### Records for the exercise
* * *

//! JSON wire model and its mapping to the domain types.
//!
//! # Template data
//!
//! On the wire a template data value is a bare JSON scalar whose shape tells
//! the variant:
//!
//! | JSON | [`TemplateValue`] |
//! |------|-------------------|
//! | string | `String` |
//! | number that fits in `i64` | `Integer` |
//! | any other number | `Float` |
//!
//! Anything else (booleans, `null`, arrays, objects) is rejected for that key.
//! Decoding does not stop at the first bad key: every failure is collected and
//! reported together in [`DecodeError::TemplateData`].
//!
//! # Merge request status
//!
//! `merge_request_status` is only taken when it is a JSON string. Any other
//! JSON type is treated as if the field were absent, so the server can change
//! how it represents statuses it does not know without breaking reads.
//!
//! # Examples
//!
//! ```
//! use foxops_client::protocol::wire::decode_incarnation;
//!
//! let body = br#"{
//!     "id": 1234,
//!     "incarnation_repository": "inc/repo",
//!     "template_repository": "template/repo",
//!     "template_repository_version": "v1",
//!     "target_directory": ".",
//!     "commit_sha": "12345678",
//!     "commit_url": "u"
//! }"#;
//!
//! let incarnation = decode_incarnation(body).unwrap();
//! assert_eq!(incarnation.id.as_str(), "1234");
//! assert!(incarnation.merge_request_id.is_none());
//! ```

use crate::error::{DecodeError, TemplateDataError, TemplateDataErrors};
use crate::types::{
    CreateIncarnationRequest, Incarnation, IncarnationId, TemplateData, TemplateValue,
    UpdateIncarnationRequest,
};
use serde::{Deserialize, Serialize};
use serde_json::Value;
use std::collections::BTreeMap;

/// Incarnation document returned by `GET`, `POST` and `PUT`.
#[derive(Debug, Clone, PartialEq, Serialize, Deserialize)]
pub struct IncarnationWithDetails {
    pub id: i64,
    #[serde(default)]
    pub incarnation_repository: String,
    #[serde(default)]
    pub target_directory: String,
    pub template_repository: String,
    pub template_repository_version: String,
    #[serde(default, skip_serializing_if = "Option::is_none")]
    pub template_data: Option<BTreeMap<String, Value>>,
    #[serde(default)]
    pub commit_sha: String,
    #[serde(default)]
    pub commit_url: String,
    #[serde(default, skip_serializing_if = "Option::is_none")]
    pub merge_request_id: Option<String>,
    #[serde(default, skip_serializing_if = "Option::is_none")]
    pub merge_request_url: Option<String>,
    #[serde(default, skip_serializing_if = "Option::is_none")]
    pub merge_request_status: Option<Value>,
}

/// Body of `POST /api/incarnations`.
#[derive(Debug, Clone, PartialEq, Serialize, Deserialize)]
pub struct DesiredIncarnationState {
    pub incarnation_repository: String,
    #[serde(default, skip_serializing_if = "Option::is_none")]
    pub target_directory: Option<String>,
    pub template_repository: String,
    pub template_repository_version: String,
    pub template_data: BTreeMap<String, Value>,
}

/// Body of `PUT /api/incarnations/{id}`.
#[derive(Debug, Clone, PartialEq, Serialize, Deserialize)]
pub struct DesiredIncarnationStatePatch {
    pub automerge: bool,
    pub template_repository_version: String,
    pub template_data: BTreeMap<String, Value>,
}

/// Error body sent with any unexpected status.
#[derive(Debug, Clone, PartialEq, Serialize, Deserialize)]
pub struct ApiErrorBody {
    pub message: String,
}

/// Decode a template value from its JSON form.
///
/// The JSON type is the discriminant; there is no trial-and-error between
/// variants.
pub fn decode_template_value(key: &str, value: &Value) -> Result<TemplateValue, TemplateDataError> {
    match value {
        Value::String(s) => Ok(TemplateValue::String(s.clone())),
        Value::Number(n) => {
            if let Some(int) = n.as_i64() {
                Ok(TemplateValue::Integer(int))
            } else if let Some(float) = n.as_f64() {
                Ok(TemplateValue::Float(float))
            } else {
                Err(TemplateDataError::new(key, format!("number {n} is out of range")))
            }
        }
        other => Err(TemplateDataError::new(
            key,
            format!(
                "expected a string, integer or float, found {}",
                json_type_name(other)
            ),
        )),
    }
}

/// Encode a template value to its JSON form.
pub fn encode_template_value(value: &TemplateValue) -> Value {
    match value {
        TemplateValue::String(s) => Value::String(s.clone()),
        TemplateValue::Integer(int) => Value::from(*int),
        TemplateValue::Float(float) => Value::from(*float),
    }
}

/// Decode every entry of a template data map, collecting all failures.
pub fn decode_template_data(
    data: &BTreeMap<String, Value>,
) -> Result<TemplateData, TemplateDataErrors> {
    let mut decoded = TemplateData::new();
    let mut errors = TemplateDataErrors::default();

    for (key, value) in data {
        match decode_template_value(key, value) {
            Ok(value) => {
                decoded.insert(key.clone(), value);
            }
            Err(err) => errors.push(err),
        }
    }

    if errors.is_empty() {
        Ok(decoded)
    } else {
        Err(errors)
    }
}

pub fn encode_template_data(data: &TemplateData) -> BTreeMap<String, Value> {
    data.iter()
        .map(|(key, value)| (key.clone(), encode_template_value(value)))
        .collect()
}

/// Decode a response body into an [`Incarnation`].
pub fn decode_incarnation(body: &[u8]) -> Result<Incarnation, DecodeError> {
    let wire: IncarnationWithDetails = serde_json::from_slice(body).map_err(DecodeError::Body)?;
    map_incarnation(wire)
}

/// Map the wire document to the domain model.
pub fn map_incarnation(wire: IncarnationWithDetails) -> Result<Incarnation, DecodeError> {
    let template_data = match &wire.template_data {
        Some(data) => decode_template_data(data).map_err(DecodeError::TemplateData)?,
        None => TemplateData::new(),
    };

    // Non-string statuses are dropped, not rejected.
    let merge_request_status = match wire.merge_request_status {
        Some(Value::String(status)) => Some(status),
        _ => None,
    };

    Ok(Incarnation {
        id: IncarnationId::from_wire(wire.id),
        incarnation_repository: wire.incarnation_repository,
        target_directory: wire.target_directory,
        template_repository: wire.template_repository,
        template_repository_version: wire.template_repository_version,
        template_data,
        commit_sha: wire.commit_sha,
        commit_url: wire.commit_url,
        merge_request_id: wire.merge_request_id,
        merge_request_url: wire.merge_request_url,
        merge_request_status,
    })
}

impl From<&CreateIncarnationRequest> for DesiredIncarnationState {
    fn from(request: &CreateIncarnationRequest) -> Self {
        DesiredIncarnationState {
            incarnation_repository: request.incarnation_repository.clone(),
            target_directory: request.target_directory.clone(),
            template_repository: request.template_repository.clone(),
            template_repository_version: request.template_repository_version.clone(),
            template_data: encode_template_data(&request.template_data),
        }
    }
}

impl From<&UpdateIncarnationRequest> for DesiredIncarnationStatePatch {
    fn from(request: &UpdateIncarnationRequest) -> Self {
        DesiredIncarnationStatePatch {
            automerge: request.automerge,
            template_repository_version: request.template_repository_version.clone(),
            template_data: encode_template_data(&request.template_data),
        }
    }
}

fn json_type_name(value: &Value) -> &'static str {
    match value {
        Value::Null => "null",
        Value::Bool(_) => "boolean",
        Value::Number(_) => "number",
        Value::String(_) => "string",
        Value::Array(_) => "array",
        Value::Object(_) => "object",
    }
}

* * *

### Directions
For the string "model", count the lines of the preceding listing in which it appears, and report the count alone.

### Response to the exercise
2